» **Exercise brief**
Find the number of lines containing the string "whose" in the data. Answer with the number by itself.

» **Stored data entries**
[Start of section]

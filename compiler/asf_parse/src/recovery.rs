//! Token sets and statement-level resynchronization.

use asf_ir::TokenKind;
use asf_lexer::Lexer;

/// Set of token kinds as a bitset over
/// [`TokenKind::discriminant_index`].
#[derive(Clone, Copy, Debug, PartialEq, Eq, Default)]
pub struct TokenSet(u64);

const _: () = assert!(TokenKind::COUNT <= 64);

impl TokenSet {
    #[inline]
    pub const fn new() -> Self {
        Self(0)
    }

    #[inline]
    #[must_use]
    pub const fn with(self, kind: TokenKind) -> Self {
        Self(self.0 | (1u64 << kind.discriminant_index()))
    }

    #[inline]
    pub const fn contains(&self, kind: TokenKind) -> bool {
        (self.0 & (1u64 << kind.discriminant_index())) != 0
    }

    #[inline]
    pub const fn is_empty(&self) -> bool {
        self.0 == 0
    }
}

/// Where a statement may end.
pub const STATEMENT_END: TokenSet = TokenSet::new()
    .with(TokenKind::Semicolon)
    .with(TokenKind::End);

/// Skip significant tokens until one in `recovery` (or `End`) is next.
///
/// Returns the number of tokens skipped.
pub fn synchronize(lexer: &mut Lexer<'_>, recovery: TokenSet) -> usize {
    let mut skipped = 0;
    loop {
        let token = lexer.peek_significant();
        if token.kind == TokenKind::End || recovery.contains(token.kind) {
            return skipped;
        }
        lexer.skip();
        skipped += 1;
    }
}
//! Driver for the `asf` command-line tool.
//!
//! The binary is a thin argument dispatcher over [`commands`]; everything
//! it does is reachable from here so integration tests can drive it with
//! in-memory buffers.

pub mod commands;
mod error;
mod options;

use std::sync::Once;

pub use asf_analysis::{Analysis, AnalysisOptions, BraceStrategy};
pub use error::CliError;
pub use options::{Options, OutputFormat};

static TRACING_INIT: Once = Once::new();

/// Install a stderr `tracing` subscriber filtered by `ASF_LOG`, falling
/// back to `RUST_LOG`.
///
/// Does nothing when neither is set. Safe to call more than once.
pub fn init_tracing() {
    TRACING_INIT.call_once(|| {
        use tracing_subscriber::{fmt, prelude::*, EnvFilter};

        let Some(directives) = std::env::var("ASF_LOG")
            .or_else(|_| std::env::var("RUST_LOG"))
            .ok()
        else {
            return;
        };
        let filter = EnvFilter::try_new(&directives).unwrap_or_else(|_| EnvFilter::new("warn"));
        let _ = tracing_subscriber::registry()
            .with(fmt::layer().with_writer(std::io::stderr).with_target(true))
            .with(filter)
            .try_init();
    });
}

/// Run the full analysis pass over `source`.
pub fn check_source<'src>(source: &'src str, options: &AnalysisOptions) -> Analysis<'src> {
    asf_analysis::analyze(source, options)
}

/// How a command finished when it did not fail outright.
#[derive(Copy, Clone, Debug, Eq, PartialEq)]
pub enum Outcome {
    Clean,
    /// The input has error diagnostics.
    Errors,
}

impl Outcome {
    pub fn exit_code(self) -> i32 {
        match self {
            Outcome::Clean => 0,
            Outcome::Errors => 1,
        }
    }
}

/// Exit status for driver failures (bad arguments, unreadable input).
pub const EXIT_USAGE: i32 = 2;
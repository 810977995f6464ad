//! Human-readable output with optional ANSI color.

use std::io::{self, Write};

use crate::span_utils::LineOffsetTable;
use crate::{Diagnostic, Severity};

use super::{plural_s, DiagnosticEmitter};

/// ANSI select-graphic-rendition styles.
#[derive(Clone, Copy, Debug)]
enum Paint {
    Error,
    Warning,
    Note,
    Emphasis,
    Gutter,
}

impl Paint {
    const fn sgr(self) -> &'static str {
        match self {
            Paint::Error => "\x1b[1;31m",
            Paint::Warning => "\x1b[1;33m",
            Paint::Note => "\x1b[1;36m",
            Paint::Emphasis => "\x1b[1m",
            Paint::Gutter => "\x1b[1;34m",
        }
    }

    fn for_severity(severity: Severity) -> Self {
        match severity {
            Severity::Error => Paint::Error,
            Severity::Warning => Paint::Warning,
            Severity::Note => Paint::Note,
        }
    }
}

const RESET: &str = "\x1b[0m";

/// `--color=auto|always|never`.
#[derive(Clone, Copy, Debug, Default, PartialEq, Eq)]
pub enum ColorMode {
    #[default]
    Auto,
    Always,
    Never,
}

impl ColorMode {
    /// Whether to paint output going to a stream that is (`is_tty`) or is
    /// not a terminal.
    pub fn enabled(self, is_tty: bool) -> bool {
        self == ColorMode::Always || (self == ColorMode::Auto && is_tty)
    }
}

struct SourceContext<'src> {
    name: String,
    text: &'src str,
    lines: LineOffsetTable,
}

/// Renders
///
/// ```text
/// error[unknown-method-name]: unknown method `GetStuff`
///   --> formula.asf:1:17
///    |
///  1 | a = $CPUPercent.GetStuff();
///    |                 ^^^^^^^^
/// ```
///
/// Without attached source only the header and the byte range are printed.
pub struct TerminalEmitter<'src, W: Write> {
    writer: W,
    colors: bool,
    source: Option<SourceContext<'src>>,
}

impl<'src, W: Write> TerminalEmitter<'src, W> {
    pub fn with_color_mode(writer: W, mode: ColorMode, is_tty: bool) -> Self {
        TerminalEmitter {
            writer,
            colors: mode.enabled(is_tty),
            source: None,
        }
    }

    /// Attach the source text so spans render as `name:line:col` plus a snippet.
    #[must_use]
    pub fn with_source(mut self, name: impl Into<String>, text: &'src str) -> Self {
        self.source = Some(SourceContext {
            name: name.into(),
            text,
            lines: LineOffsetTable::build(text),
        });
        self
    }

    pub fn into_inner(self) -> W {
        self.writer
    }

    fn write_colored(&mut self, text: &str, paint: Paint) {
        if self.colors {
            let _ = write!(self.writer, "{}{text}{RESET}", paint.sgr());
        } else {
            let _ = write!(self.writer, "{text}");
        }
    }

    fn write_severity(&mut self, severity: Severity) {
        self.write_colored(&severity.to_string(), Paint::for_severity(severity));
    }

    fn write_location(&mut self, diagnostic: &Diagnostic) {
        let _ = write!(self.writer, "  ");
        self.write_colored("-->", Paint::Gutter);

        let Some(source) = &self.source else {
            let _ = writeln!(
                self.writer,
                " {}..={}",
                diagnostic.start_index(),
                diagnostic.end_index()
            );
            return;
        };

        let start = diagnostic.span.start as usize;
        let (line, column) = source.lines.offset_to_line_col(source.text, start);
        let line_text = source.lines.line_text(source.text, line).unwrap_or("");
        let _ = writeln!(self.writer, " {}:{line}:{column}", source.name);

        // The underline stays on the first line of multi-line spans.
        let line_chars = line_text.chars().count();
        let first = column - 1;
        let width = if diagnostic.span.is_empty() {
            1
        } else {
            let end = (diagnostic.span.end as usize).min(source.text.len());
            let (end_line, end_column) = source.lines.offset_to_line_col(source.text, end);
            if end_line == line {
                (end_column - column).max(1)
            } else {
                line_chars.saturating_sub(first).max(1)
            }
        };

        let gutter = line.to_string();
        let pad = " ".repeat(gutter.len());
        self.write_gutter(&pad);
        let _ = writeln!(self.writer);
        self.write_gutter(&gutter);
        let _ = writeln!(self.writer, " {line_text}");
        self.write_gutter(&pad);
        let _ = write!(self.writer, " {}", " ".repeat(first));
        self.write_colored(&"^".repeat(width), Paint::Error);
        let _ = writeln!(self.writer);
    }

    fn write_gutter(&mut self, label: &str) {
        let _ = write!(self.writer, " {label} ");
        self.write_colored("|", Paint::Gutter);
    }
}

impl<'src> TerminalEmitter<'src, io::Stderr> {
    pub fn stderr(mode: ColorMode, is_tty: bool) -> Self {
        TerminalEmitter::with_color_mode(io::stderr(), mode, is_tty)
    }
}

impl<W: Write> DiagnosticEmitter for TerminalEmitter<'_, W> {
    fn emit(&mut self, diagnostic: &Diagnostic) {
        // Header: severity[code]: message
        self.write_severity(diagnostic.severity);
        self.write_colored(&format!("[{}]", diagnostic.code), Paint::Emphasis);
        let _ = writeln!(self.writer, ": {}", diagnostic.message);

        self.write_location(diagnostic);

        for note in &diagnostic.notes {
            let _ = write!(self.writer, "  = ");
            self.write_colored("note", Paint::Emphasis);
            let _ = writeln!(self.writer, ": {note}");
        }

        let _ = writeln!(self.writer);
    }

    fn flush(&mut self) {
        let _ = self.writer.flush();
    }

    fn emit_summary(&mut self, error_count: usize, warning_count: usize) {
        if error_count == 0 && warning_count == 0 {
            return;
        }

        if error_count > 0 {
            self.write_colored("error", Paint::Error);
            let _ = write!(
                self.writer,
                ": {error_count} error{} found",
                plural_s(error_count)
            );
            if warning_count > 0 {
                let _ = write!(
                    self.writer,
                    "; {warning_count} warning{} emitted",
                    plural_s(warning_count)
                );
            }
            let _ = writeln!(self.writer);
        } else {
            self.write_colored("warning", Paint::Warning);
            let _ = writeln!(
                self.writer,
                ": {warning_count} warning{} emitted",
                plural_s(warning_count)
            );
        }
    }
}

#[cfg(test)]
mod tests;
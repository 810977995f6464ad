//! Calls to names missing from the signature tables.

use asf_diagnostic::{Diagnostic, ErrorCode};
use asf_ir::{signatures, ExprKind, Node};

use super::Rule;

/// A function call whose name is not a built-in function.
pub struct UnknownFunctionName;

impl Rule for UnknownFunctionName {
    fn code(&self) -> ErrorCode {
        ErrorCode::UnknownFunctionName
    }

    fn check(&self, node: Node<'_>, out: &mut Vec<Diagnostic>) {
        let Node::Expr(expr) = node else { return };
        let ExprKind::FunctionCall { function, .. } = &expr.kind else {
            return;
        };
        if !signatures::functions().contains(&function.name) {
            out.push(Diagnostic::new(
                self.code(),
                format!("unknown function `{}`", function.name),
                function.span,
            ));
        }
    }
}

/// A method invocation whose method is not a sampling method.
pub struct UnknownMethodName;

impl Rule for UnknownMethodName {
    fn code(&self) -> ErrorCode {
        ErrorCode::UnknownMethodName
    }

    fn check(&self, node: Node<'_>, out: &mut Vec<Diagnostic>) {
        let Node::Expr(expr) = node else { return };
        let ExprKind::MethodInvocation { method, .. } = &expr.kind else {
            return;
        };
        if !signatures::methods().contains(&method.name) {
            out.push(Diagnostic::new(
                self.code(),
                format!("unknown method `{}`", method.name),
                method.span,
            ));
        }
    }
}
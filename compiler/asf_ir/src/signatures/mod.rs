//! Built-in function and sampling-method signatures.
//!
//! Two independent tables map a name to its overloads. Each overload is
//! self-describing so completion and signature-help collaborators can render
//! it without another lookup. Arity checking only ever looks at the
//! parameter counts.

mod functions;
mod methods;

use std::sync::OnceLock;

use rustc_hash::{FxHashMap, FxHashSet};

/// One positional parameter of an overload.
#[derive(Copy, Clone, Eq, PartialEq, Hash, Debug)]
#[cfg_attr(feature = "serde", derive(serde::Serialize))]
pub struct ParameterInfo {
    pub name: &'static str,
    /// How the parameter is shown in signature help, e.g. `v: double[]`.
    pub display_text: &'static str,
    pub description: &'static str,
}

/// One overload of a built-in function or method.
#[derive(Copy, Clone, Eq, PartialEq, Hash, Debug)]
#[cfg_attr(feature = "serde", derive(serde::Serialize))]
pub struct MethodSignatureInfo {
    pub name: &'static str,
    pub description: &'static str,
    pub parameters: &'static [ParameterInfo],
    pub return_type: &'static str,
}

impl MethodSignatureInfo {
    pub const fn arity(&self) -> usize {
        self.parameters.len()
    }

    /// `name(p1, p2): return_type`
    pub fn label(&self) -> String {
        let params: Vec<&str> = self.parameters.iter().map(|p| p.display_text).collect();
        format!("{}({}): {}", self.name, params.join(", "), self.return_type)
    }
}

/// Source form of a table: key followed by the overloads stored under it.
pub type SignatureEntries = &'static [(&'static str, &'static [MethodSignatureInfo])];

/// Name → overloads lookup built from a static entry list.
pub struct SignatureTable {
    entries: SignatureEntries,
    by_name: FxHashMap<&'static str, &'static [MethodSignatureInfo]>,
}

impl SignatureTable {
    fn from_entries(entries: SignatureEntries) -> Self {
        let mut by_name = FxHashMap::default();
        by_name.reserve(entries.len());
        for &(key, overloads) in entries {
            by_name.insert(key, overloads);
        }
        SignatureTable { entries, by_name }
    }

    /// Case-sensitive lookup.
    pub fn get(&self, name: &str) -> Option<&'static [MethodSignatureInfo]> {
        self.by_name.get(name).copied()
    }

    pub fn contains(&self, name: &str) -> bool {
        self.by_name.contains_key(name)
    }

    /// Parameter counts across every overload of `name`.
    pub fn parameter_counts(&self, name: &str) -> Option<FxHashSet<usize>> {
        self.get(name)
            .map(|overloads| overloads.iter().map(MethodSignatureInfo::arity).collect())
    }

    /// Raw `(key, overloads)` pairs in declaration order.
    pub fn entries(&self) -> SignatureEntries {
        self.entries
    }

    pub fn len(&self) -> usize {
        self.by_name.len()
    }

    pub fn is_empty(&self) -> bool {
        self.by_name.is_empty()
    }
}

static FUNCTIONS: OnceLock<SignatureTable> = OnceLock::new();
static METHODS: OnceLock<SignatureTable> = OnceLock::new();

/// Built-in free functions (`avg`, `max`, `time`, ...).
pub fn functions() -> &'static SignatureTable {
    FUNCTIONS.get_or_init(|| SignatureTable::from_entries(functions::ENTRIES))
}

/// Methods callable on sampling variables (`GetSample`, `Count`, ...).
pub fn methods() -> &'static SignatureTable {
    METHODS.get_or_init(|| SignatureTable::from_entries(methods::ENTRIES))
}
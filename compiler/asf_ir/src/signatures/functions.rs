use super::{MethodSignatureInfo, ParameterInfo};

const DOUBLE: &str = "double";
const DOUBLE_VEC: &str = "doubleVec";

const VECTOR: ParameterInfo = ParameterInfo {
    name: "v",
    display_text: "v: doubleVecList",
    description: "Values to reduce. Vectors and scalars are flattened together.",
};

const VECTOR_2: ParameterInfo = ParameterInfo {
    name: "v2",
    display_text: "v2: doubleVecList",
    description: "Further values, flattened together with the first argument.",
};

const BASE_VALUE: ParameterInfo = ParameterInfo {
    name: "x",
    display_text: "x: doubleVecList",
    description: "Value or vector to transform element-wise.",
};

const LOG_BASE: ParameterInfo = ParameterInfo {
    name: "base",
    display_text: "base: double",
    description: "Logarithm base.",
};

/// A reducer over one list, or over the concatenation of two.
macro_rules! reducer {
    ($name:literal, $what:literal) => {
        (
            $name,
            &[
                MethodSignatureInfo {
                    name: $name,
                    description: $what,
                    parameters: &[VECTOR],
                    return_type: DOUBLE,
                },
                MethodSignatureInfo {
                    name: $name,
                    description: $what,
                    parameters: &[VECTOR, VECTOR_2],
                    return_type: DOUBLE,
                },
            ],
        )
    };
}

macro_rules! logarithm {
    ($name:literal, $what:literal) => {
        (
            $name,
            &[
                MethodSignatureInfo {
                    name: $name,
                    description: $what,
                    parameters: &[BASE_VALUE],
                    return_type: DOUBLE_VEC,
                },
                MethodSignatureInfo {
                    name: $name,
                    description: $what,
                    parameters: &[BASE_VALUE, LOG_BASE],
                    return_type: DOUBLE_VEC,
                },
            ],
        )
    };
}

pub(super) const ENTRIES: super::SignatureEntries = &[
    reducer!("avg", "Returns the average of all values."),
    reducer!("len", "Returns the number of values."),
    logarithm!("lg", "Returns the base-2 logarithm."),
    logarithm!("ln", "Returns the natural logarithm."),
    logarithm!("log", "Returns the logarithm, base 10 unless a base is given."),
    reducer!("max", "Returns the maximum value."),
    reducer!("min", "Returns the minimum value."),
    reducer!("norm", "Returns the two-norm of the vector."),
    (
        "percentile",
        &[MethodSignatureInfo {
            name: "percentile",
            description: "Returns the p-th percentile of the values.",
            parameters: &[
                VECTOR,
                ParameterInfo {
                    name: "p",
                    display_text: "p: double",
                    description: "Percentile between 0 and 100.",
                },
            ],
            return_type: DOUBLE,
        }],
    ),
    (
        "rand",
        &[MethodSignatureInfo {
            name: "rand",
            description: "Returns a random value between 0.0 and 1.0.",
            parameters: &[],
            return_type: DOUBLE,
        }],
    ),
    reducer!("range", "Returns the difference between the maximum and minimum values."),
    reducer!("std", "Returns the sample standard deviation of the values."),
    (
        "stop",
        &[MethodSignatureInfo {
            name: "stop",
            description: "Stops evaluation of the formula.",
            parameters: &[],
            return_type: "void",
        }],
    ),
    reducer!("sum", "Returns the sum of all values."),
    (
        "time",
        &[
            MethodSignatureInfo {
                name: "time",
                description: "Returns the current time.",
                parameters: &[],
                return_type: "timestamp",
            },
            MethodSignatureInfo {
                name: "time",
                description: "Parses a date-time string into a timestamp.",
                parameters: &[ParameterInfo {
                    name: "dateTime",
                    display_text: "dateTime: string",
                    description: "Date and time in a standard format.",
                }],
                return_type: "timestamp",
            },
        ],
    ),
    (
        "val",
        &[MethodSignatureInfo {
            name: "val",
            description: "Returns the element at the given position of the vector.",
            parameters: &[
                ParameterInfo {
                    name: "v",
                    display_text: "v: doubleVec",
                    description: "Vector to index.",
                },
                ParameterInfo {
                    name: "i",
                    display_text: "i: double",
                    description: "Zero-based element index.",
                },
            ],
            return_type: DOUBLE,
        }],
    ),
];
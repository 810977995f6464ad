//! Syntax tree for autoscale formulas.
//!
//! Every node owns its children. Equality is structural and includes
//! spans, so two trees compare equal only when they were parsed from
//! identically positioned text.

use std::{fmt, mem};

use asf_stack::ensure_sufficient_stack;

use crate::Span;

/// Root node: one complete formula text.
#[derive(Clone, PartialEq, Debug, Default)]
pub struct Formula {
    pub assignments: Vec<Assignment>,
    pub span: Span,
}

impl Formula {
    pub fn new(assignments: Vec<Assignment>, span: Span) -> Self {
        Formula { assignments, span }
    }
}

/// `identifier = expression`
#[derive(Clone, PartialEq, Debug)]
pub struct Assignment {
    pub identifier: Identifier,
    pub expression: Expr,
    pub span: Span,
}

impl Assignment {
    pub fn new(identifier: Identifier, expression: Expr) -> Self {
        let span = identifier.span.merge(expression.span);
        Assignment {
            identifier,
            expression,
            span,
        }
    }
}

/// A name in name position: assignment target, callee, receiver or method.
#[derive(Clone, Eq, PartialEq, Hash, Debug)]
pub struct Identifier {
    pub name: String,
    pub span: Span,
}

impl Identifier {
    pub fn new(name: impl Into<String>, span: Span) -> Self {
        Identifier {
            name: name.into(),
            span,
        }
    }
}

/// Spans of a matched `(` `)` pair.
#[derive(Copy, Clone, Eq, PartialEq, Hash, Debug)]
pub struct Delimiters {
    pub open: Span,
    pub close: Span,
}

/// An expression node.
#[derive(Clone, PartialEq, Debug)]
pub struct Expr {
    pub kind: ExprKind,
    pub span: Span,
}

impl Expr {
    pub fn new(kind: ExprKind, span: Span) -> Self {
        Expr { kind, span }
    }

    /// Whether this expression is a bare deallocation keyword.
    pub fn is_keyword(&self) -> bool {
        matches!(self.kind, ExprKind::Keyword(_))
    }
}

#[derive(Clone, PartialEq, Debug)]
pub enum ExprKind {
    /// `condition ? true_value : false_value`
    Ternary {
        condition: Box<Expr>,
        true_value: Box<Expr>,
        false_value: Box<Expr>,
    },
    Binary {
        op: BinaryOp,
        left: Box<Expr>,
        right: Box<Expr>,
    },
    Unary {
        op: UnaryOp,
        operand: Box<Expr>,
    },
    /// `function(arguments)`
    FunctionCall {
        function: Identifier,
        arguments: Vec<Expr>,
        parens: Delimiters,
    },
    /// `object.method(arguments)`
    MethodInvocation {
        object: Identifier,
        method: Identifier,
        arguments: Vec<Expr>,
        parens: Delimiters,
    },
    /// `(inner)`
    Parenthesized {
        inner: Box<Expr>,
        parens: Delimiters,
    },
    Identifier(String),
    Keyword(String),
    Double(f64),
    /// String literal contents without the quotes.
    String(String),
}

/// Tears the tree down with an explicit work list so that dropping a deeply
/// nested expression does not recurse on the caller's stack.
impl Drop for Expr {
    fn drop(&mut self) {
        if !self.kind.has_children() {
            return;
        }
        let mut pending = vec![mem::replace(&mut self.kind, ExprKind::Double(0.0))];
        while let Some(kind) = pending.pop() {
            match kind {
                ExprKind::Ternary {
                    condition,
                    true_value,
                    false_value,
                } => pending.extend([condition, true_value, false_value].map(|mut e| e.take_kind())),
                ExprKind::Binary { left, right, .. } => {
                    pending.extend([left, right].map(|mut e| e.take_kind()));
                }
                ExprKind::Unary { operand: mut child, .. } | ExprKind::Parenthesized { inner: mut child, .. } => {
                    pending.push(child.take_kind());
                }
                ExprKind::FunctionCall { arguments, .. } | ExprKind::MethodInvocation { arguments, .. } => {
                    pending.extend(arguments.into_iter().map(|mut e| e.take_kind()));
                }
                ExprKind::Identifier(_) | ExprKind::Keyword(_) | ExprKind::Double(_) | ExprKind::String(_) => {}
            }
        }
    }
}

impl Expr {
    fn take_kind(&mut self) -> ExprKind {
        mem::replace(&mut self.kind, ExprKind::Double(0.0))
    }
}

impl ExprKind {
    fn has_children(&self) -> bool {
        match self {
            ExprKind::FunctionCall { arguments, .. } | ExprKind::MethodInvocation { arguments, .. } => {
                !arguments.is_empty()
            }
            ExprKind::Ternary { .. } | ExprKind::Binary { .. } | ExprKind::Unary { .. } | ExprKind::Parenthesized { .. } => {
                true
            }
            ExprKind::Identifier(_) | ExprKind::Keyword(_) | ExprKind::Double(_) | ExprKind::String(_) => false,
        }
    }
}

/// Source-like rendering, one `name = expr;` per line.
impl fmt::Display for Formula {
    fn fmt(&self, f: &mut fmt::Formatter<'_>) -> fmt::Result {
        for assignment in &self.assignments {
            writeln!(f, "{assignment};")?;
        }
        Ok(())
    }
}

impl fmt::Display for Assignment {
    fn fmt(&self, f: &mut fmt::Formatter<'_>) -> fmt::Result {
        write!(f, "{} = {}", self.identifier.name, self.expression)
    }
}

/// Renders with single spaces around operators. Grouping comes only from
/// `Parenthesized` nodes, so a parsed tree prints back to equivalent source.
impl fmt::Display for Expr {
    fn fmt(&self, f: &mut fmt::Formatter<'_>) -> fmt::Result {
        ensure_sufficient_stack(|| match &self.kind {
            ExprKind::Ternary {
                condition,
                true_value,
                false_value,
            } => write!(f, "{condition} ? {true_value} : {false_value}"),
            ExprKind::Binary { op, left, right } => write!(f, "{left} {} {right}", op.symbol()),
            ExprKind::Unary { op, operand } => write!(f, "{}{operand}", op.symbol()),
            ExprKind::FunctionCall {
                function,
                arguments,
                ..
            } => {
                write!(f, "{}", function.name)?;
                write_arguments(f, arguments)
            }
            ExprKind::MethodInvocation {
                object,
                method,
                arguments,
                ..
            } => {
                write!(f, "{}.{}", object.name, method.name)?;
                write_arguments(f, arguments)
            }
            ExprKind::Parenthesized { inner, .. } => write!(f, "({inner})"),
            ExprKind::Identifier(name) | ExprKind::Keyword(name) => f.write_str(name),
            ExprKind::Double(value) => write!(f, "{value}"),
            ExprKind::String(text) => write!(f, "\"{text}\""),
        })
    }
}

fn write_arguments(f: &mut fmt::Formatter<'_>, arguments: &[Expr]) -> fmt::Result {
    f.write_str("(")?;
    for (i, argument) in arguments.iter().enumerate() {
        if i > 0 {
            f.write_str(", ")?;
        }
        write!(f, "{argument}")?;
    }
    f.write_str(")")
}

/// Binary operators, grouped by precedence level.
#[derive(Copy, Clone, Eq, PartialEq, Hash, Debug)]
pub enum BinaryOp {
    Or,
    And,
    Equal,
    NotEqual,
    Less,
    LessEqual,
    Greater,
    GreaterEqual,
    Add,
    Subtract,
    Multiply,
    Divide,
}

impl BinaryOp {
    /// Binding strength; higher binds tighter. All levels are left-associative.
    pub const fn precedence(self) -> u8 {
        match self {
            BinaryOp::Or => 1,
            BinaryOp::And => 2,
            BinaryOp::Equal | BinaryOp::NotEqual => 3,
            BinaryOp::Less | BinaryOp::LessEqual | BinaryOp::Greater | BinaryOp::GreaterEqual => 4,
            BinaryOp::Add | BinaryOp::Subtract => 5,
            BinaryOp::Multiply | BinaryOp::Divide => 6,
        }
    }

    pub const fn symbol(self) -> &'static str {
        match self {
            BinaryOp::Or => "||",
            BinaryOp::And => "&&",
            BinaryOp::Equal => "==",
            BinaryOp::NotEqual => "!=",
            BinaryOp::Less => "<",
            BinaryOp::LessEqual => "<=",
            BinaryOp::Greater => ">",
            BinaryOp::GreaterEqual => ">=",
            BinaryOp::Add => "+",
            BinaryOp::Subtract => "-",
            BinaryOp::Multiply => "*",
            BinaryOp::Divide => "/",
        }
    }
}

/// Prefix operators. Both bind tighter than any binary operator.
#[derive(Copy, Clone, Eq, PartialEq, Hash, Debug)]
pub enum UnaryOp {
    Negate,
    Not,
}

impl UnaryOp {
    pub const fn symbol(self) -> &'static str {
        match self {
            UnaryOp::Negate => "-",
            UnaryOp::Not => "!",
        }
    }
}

[End of section]

» **Expected answer**
2